Collected data entries
* * * *
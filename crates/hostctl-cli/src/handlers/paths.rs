//! `hostctl paths`.

use anyhow::Result;
use hostctl_core::{jobs_dir, logs_dir};

use crate::config::CliConfig;

pub fn execute(config: &CliConfig) -> Result<()> {
    println!("Data root: {}", config.data_root.display());
    println!("Jobs:      {}", jobs_dir(&config.data_root).display());
    println!("Logs:      {}", logs_dir(&config.data_root).display());
    println!();
    println!("{}", serde_json::to_string_pretty(&config.settings)?);
    Ok(())
}
//! Command handlers.

pub mod jobs;
pub mod paths;
pub mod serve;
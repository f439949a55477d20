//! Authentication port.
//!
//! Session and token mechanics live outside this workspace; adapters only
//! ask whether a presented token is acceptable.

/// Decides whether a bearer token grants access.
pub trait TokenVerifier: Send + Sync {
    fn verify(&self, token: &str) -> bool;
}

/// Accepts exactly one configured token.
#[derive(Clone)]
pub struct StaticTokenVerifier {
    token: String,
}

impl StaticTokenVerifier {
    pub fn new(token: impl Into<String>) -> Self {
        Self {
            token: token.into(),
        }
    }
}

impl std::fmt::Debug for StaticTokenVerifier {
    fn fmt(&self, f: &mut std::fmt::Formatter<'_>) -> std::fmt::Result {
        f.debug_struct("StaticTokenVerifier").finish_non_exhaustive()
    }
}

impl TokenVerifier for StaticTokenVerifier {
    fn verify(&self, token: &str) -> bool {
        // Length is not secret; contents are compared without early exit.
        let expected = self.token.as_bytes();
        let given = token.as_bytes();
        if expected.is_empty() || expected.len() != given.len() {
            return false;
        }
        expected
            .iter()
            .zip(given)
            .fold(0u8, |acc, (a, b)| acc | (a ^ b))
            == 0
    }
}

#[cfg(test)]
mod tests {
    use super::*;

    #[test]
    fn accepts_only_the_configured_token() {
        let verifier = StaticTokenVerifier::new("s3cret");
        assert!(verifier.verify("s3cret"));
        assert!(!verifier.verify("s3cres"));
        assert!(!verifier.verify("s3cret2"));
        assert!(!verifier.verify(""));
    }

    #[test]
    fn empty_configured_token_rejects_everything() {
        assert!(!StaticTokenVerifier::new("").verify(""));
    }

    #[test]
    fn debug_hides_token() {
        let rendered = format!("{:?}", StaticTokenVerifier::new("s3cret"));
        assert!(!rendered.contains("s3cret"));
    }
}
* * * *
## [Exercise brief]
Please output each record exactly as it appears above.

## [Solution to this problem]
filename crates/hostctl-cli/src/handlers/paths.rs
//! `hostctl paths`.

use anyhow::Result;
use hostctl_core::{jobs_dir, logs_dir};

use crate::config::CliConfig;

pub fn execute(config: &CliConfig) -> Result<()> {
    println!("Data root: {}", config.data_root.display());
    println!("Jobs:      {}", jobs_dir(&config.data_root).display());
    println!("Logs:      {}", logs_dir(&config.data_root).display());
    println!();
    println!("{}", serde_json::to_string_pretty(&config.settings)?);
    Ok(())
}
//! Command handlers.

pub mod jobs;
pub mod paths;
pub mod serve;
repository f439949a55477d20
//! Authentication port.
//!
//! Session and token mechanics live outside this workspace; adapters only
//! ask whether a presented token is acceptable.

/// Decides whether a bearer token grants access.
pub trait TokenVerifier: Send + Sync {
    fn verify(&self, token: &str) -> bool;
}

/// Accepts exactly one configured token.
#[derive(Clone)]
pub struct StaticTokenVerifier {
    token: String,
}

impl StaticTokenVerifier {
    pub fn new(token: impl Into<String>) -> Self {
        Self {
            token: token.into(),
        }
    }
}

impl std::fmt::Debug for StaticTokenVerifier {
    fn fmt(&self, f: &mut std::fmt::Formatter<'_>) -> std::fmt::Result {
        f.debug_struct("StaticTokenVerifier").finish_non_exhaustive()
    }
}

impl TokenVerifier for StaticTokenVerifier {
    fn verify(&self, token: &str) -> bool {
        // Length is not secret; contents are compared without early exit.
        let expected = self.token.as_bytes();
        let given = token.as_bytes();
        if expected.is_empty() || expected.len() != given.len() {
            return false;
        }
        expected
            .iter()
            .zip(given)
            .fold(0u8, |acc, (a, b)| acc | (a ^ b))
            == 0
    }
}

#[cfg(test)]
mod tests {
    use super::*;

    #[test]
    fn accepts_only_the_configured_token() {
        let verifier = StaticTokenVerifier::new("s3cret");
        assert!(verifier.verify("s3cret"));
        assert!(!verifier.verify("s3cres"));
        assert!(!verifier.verify("s3cret2"));
        assert!(!verifier.verify(""));
    }

    #[test]
    fn empty_configured_token_rejects_everything() {
        assert!(!StaticTokenVerifier::new("").verify(""));
    }

    #[test]
    fn debug_hides_token() {
        let rendered = format!("{:?}", StaticTokenVerifier::new("s3cret"));
        assert!(!rendered.contains("s3cret"));
    }
}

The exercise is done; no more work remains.